JICAはバングラデシュ政府の要請を受け、2012年4月にFelicaシステムをバングラデシュの国営バス会社の2路線に導入。2万6,000枚のICカードを供与し、運用をスタートさせた。同時に、ICカード技術の導入はバングラデシュでは初めての試みのため、新聞広告やテレビコマーシャルによるPRのほか、日本とバングラデシュの国交樹立40周年(2012年)の記念事業の一環としてICカードのセミナーを開催するなど、カードの知名度アップと利用者の獲得にも力を入れた。

カードを端末にかざすだけ。スムーズに乗車でき、時間の節約にもつながった

当初、ICカードがダッカの人々に受け入れられるのかという不安もあったが、導入後は、「カードを見せればどの路線にも乗車できるので、非常に便利」「これまでのように乗車前に列をつくってチケットを買う必要がなくなった」「現金のやりとりがなく、時間の節約にもつながる。時間通りに勤務先に行けるようになった」など、利用者から肯定的な意見が数多く寄せられた。利用者の数も、プロジェクトが終了する10月末には1万8,000人に達した。

運賃収入大幅増の成果も

ICカード導入前のチケット売り場。チケット売り場であることがわかりにくく、不便だった

ICカードを導入した成果としては、これまで横行していた不正乗車がなくなり、運賃収入が大幅に増加したことが挙げられる。また、特に女性のICカード利用が進んでいることを確認できたことも大きな収穫だ。バングラデシュは国民の約9割がイスラム教徒であり、女性は見知らぬ男性との接触を嫌う社会的な傾向がある。しかし、ICカードを使えば、チケット購入の際に見知らぬ男性に囲まれて並んだり、現金のやりとりをする必要がないため、女性の精神的な負担が軽減し、公共交通機関を利用しやすくなると予想される。バングラデシュでは最近、政府の指示で女性専用バスが実現し、公共交通機関を利用する女性が増えているが、ICカードも、そうした女性の社会進出を後押しするものとして期待されている。
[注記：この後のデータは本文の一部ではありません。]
//!
//! Raw Allocation Entry Point
//!
//! The backend funnels every heap allocation through a single function
//! pointer of type `AllocFn`, defaulting to `karst_alloc`. Swapping the
//! memory manager (a real collector, an arena, a test harness) means
//! swapping that pointer; nothing else in the backend changes.
//!
//! Memory is zero-initialized and never freed here: the heap is owned by
//! the embedding collector, and this crate only hands out storage.
//!

use std::alloc::{alloc_zeroed, Layout};

use crate::layout::WORD;

/// Signature of the raw allocator generated code calls.
pub type AllocFn = unsafe extern "C" fn(usize) -> *mut u8;

/// Allocate `size` bytes of zeroed, word-aligned heap storage.
#[unsafe(no_mangle)]
pub unsafe extern "C" fn karst_alloc(size: usize) -> *mut u8 {
    // Zero-size requests still get a distinct, dereferenceable word.
    let size = size.max(WORD);
    let layout = Layout::from_size_align(size, WORD).unwrap();
    let ptr = unsafe { alloc_zeroed(layout) };
    if ptr.is_null() {
        panic!("failed to allocate {} bytes", size);
    }
    ptr
}

#[cfg(test)]
mod tests {
    use super::*;

    #[test]
    fn test_alloc_zeroed() {
        unsafe {
            let ptr = karst_alloc(64);
            assert!(!ptr.is_null());
            for i in 0..64 {
                assert_eq!(*ptr.add(i), 0);
            }
        }
    }

    #[test]
    fn test_alloc_zero_size() {
        unsafe {
            let ptr = karst_alloc(0);
            assert!(!ptr.is_null());
        }
    }
}
use thiserror::Error;

use crate::layout::{HeapType, SizeClass};
use crate::trace::OpKind;

/// Fatal configuration errors: contract violations by an upstream
/// collaborator (an ill-typed trace, a broken platform layout
/// assumption). They abort the current compilation or execution unit and
/// are never recovered locally. Guest-visible runtime errors (overflow,
/// division by zero) go through the exception state shadow instead.
#[derive(Debug, Error)]
pub enum BackendError {
    #[error("no size class for type {0:?}")]
    UnsupportedSize(HeapType),

    #[error("heap type '{name}' has no field '{field}'")]
    UnknownField { name: String, field: String },

    #[error(
        "inconsistent heap header layout: base size {base_size} cannot hold \
         a length word at offset {length_offset}"
    )]
    InconsistentLayout {
        base_size: usize,
        length_offset: usize,
    },

    #[error("operation {0:?} cannot be executed directly; it must be compiled")]
    UnsupportedOperation(OpKind),

    #[error("allocation size overflow: {length} items of {item_size} bytes")]
    AllocationOverflow { length: i64, item_size: usize },

    #[error("operation {op:?} expected {expected} operand at position {index}")]
    IllTypedOperand {
        op: OpKind,
        index: usize,
        expected: &'static str,
    },

    #[error("operation {0:?} was given the wrong descriptor kind")]
    DescrMismatch(OpKind),

    #[error("size class {0:?} cannot store a {1} value")]
    ClassMismatch(SizeClass, &'static str),

    #[error("native code generator unavailable: {0}")]
    Isa(String),

    #[error("trace compilation failed: {0}")]
    Compile(String),
}
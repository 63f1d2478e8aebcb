//!
//! Descriptor Cache
//!
//! Descriptors are the single source of truth for "how is this value
//! laid out / called". The cache owns every descriptor for the lifetime
//! of the backend and hands out `Rc` handles; entries are never evicted.
//! Identity matters: generated code is memoized against descriptor
//! identity, so structurally equal lookups must return the *same*
//! object, not merely an equal one (`Rc::ptr_eq` is the test).
//!
//! Array descriptors are special: there are exactly four, one per size
//! class, shared by every array of that element kind. Their native item
//! type is attached once during backend setup.
//!

use std::cell::OnceCell;
use std::collections::HashMap;
use std::rc::Rc;

use cranelift_codegen::ir::{AbiParam, Signature, Type};
use cranelift_codegen::isa::CallConv;
use smallvec::SmallVec;

use karst_runtime::layout::WORD;

use crate::error::BackendError;
use crate::exec::EntryIndex;
use crate::layout::{ClassTypes, HeapType, SizeClass, StructDesc};

/// Result marshaling mask of a call: no result.
pub const RESULT_MASK_NONE: isize = 0;
/// Result marshaling mask of a call: heap-pointer result.
pub const RESULT_MASK_PTR: isize = -2;

/// Byte size of a fixed-layout heap object.
#[derive(Debug)]
pub struct SizeDescr {
    pub size: usize,
}

/// Byte offset and size class of one field.
#[derive(Debug)]
pub struct FieldDescr {
    pub offset: usize,
    pub class: SizeClass,
}

/// Item size and class shared by every array of one element kind. The
/// native item type is filled in during one-time setup.
#[derive(Debug)]
pub struct ArrayDescr {
    pub item_size: usize,
    pub class: SizeClass,
    item_ty: OnceCell<Type>,
}

impl ArrayDescr {
    pub fn item_ty(&self) -> Option<Type> {
        self.item_ty.get().copied()
    }

    pub(crate) fn attach_item_ty(&self, ty: Type) {
        let _ = self.item_ty.set(ty);
    }
}

/// Native signature and result marshaling of one call shape. The
/// synthetic call trace compiled for this signature is attached the
/// first time the descriptor is used for an out-of-line call.
#[derive(Debug)]
pub struct CallDescr {
    pub signature: Signature,
    /// `0` = no result, `-2` = heap-pointer result, otherwise the
    /// byte-width mask of an integer result.
    pub result_mask: isize,
    entry: OnceCell<EntryIndex>,
}

impl CallDescr {
    pub fn arg_count(&self) -> usize {
        self.signature.params.len()
    }

    pub fn compiled_entry(&self) -> Option<EntryIndex> {
        self.entry.get().copied()
    }

    pub(crate) fn set_compiled_entry(&self, entry: EntryIndex) {
        // Transitions once from absent to present; the caller checks
        // `compiled_entry` first.
        let _ = self.entry.set(entry);
    }
}

/// A descriptor handle as carried by trace operations.
#[derive(Debug, Clone)]
pub enum Descr {
    Size(Rc<SizeDescr>),
    Field(Rc<FieldDescr>),
    Array(Rc<ArrayDescr>),
    Call(Rc<CallDescr>),
}

impl Descr {
    pub fn as_size(&self) -> Option<&Rc<SizeDescr>> {
        match self {
            Descr::Size(d) => Some(d),
            _ => None,
        }
    }

    pub fn as_field(&self) -> Option<&Rc<FieldDescr>> {
        match self {
            Descr::Field(d) => Some(d),
            _ => None,
        }
    }

    pub fn as_array(&self) -> Option<&Rc<ArrayDescr>> {
        match self {
            Descr::Array(d) => Some(d),
            _ => None,
        }
    }

    pub fn as_call(&self) -> Option<&Rc<CallDescr>> {
        match self {
            Descr::Call(d) => Some(d),
            _ => None,
        }
    }
}

type CallKey = (SmallVec<[SizeClass; 8]>, Option<SizeClass>);

/// The cache itself. Keys are structural descriptions, never identity.
pub struct DescrCache {
    class_types: ClassTypes,
    call_conv: CallConv,
    sizes: HashMap<StructDesc, Rc<SizeDescr>>,
    fields: HashMap<(StructDesc, String), Rc<FieldDescr>>,
    arrays: [Rc<ArrayDescr>; 4],
    calls: HashMap<CallKey, Rc<CallDescr>>,
}

impl DescrCache {
    pub(crate) fn new(class_types: ClassTypes, call_conv: CallConv) -> Self {
        let arrays = SizeClass::ALL.map(|class| {
            Rc::new(ArrayDescr {
                item_size: class.byte_size(),
                class,
                item_ty: OnceCell::new(),
            })
        });
        Self {
            class_types,
            call_conv,
            sizes: HashMap::new(),
            fields: HashMap::new(),
            arrays,
            calls: HashMap::new(),
        }
    }

    pub fn size_of(&mut self, desc: &StructDesc) -> Result<Rc<SizeDescr>, BackendError> {
        if let Some(d) = self.sizes.get(desc) {
            return Ok(d.clone());
        }
        let size = desc.byte_size()?;
        let d = Rc::new(SizeDescr { size });
        self.sizes.insert(desc.clone(), d.clone());
        Ok(d)
    }

    pub fn field_of(
        &mut self,
        desc: &StructDesc,
        field: &str,
    ) -> Result<Rc<FieldDescr>, BackendError> {
        let key = (desc.clone(), field.to_string());
        if let Some(d) = self.fields.get(&key) {
            return Ok(d.clone());
        }
        let (offset, class) = desc.field_layout(field)?;
        let d = Rc::new(FieldDescr { offset, class });
        self.fields.insert(key, d.clone());
        Ok(d)
    }

    /// Pure lookup among the four prebuilt singletons; never allocates a
    /// new descriptor.
    pub fn array_of(&self, item: HeapType) -> Result<Rc<ArrayDescr>, BackendError> {
        let class = SizeClass::of_type(item)?;
        Ok(self.arrays[class.index()].clone())
    }

    pub(crate) fn array_of_class(&self, class: SizeClass) -> &Rc<ArrayDescr> {
        &self.arrays[class.index()]
    }

    pub fn call_of(
        &mut self,
        args: &[HeapType],
        result: Option<HeapType>,
    ) -> Result<Rc<CallDescr>, BackendError> {
        let arg_classes: SmallVec<[SizeClass; 8]> = args
            .iter()
            .map(|ty| SizeClass::of_type(*ty))
            .collect::<Result<_, _>>()?;
        let result_class = match result {
            None => None,
            Some(ty) => Some(SizeClass::of_type(ty)?),
        };
        let key = (arg_classes, result_class);
        if let Some(d) = self.calls.get(&key) {
            return Ok(d.clone());
        }

        let mut signature = Signature::new(self.call_conv);
        for class in &key.0 {
            signature.params.push(AbiParam::new(self.class_types.of(*class)));
        }
        let result_mask = match result_class {
            None => RESULT_MASK_NONE,
            Some(class) => {
                signature.returns.push(AbiParam::new(self.class_types.of(class)));
                match class {
                    SizeClass::Ptr => RESULT_MASK_PTR,
                    _ => {
                        let size = class.byte_size();
                        if size < WORD {
                            (1isize << (size * 8)) - 1
                        } else {
                            -1
                        }
                    }
                }
            }
        };

        let d = Rc::new(CallDescr {
            signature,
            result_mask,
            entry: OnceCell::new(),
        });
        self.calls.insert(key, d.clone());
        Ok(d)
    }
}
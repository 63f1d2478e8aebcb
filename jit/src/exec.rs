//!
//! Execution Protocol
//!
//! Compiled functions chain through a signed continuation index rather
//! than native call/return: a non-negative return value names the next
//! function in the compiled-function table, a negative one is the
//! bitwise complement of a failure-exit index. Traces are compiled
//! independently and at different times, so a later-compiled
//! continuation must be reachable from an earlier-compiled trace without
//! that trace knowing about it in advance. The table indirection is
//! what makes that possible.
//!
//! The raw signed encoding lives only in `CompiledFn`'s return value and
//! the `run` loop; everywhere else the `Continuation` sum type is used.
//!

use tracing::trace;

use crate::backend::Backend;

/// A compiled trace entry point. No conventional arguments: inputs and
/// outputs travel through the future-value slots.
pub type CompiledFn = unsafe extern "C" fn() -> isize;

/// Index into the compiled-function table.
pub type EntryIndex = usize;

/// Decoded continuation index.
#[derive(Debug, Clone, Copy, PartialEq, Eq)]
pub enum Continuation {
    /// Keep running at this compiled-function table index.
    Continue(usize),
    /// Stop; this indexes the failure-exit table.
    Fail(usize),
}

impl Continuation {
    pub fn from_raw(raw: isize) -> Self {
        if raw >= 0 {
            Continuation::Continue(raw as usize)
        } else {
            Continuation::Fail(!raw as usize)
        }
    }

    pub fn into_raw(self) -> isize {
        match self {
            Continuation::Continue(index) => index as isize,
            Continuation::Fail(exit) => !(exit as isize),
        }
    }
}

/// One known failure exit: where in which trace a guard gave up, and how
/// many future-value slots hold the live state parked there.
#[derive(Debug, Clone, PartialEq, Eq)]
pub struct FailExit {
    pub trace_name: String,
    pub op_index: usize,
    pub live_values: usize,
}

impl Backend {
    /// Run the chain of compiled functions starting at `entry` and
    /// return the failure exit it stopped at. Invocations are strictly
    /// sequential; no concurrency is introduced at this layer.
    ///
    /// `entry` must name a compiled entry previously returned by
    /// `compile_trace` or `add_function`.
    pub fn run(&mut self, entry: EntryIndex) -> &FailExit {
        let mut index = entry;
        loop {
            let func = self.functions[index];
            trace!(index, "entering compiled function");
            let raw = unsafe { func() };
            match Continuation::from_raw(raw) {
                Continuation::Continue(next) => index = next,
                Continuation::Fail(exit) => {
                    trace!(exit, "compiled chain stopped");
                    return &self.fail_exits[exit];
                }
            }
        }
    }
}
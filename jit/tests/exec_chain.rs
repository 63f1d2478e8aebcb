///
/// Execution Protocol Integration Tests
///
/// Drives `compile_trace` and `run` end to end through real machine
/// code: a minimal trace compiler built on Cranelift JIT that emits
/// constant-continuation functions. Each compiled function either jumps
/// to another table entry or stops at a failure exit, which is exactly
/// the control-transfer protocol independently compiled traces use to
/// chain to one another.
///

use cranelift::prelude::*;
use cranelift_jit::{JITBuilder, JITModule};
use cranelift_module::{default_libcall_names, Linkage, Module};

use karst_jit::{
    Arg, Backend, BackendError, CompileCx, CompiledFn, FailExit, OpKind, Trace, TraceCompiler,
    TraceOp,
};

/// Compiles traces whose first operation decides the continuation:
/// `Jump` with a constant target returns that table index, `Fail`
/// registers a failure exit and returns its complement.
struct ConstCompiler {
    module: JITModule,
    ctx: codegen::Context,
    next_name: u32,
}

impl ConstCompiler {
    fn new() -> Self {
        let mut flag_builder = settings::builder();
        flag_builder.set("use_colocated_libcalls", "false").unwrap();
        flag_builder.set("is_pic", "false").unwrap();

        let isa = cranelift_native::builder()
            .expect("host ISA")
            .finish(settings::Flags::new(flag_builder))
            .expect("ISA flags");

        let builder = JITBuilder::with_isa(isa, default_libcall_names());
        let module = JITModule::new(builder);
        let ctx = module.make_context();
        Self {
            module,
            ctx,
            next_name: 0,
        }
    }

    fn emit_const_return(&mut self, value: i64) -> Result<CompiledFn, BackendError> {
        let ret_ty = self.module.target_config().pointer_type();
        let mut sig = self.module.make_signature();
        sig.returns.push(AbiParam::new(ret_ty));

        let name = format!("chain{}", self.next_name);
        self.next_name += 1;
        let func_id = self
            .module
            .declare_function(&name, Linkage::Local, &sig)
            .map_err(|e| BackendError::Compile(format!("declare {}: {}", name, e)))?;

        self.ctx.func.signature = sig;
        let mut builder_ctx = FunctionBuilderContext::new();
        let mut builder = FunctionBuilder::new(&mut self.ctx.func, &mut builder_ctx);

        let block = builder.create_block();
        builder.append_block_params_for_function_params(block);
        builder.switch_to_block(block);
        builder.seal_block(block);

        let v = builder.ins().iconst(ret_ty, value);
        builder.ins().return_(&[v]);
        builder.finalize();

        self.module
            .define_function(func_id, &mut self.ctx)
            .map_err(|e| BackendError::Compile(format!("define {}: {}", name, e)))?;
        self.module.clear_context(&mut self.ctx);
        self.module
            .finalize_definitions()
            .map_err(|e| BackendError::Compile(format!("finalize: {}", e)))?;

        let ptr = self.module.get_finalized_function(func_id);
        Ok(unsafe { std::mem::transmute::<*const u8, CompiledFn>(ptr) })
    }
}

impl TraceCompiler for ConstCompiler {
    fn compile(
        &mut self,
        cx: &mut CompileCx<'_>,
        trace: &Trace,
    ) -> Result<CompiledFn, BackendError> {
        let op = trace
            .ops
            .first()
            .ok_or_else(|| BackendError::Compile("empty trace".to_string()))?;

        let continuation = match op.kind {
            OpKind::Jump => match op.args.first() {
                Some(Arg::ConstInt(target)) => *target,
                _ => {
                    return Err(BackendError::Compile(
                        "jump needs a constant target".to_string(),
                    ));
                }
            },
            OpKind::Fail => {
                let exit = cx.add_fail_exit(FailExit {
                    trace_name: trace.name.clone(),
                    op_index: 0,
                    live_values: 0,
                });
                !(exit as i64)
            }
            other => {
                return Err(BackendError::Compile(format!(
                    "unsupported op {:?}",
                    other
                )));
            }
        };

        self.emit_const_return(continuation)
    }
}

fn jump_trace(name: &str, target: i64) -> Trace {
    Trace::new(
        name,
        vec![],
        vec![TraceOp::new(OpKind::Jump, [Arg::ConstInt(target)])],
    )
}

fn fail_trace(name: &str) -> Trace {
    Trace::new(
        name,
        vec![],
        vec![TraceOp::new(OpKind::Fail, std::iter::empty())],
    )
}

#[test]
fn test_single_compiled_failure_exit() {
    let mut backend = Backend::new(Box::new(ConstCompiler::new())).unwrap();

    let entry = backend.compile_trace(&fail_trace("bail")).unwrap();
    assert_eq!(entry, 0);

    let exit = backend.run(entry);
    assert_eq!(exit.trace_name, "bail");
    assert_eq!(exit.op_index, 0);
}

#[test]
fn test_chain_reaches_later_compiled_continuation() {
    let mut backend = Backend::new(Box::new(ConstCompiler::new())).unwrap();

    // The bridge is compiled first and names entry 1, which does not
    // exist yet; only the table indirection makes this legal.
    let entry0 = backend.compile_trace(&jump_trace("bridge", 1)).unwrap();
    let entry1 = backend.compile_trace(&fail_trace("exit")).unwrap();
    assert_eq!((entry0, entry1), (0, 1));

    let exit = backend.run(entry0);
    assert_eq!(exit.trace_name, "exit");
}

#[test]
fn test_three_hop_chain() {
    let mut backend = Backend::new(Box::new(ConstCompiler::new())).unwrap();

    let entry0 = backend.compile_trace(&jump_trace("hop0", 1)).unwrap();
    backend.compile_trace(&jump_trace("hop1", 2)).unwrap();
    backend.compile_trace(&fail_trace("last")).unwrap();

    let exit = backend.run(entry0);
    assert_eq!(exit.trace_name, "last");
    assert_eq!(exit.live_values, 0);
}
ICカード導入後のチケット売り場。ひと目で売り場とわかるため購入しやすくなった。ICカードの発行、料金のチャージもこうしたチケット売り場で行われている。

国営バス会社はこの結果を踏まえ、今後もICカードによる料金システムを継続し、ダッカ首都圏のほぼ全バス路線で、ICカードが利用できるバスの走行を目指すことを決めた。バングラデシュ政府は、いずれは公共交通機関として円借款での整備が予定されている高速鉄道(MRT)にもICカードを導入し、利便性の向上を図る予定だ。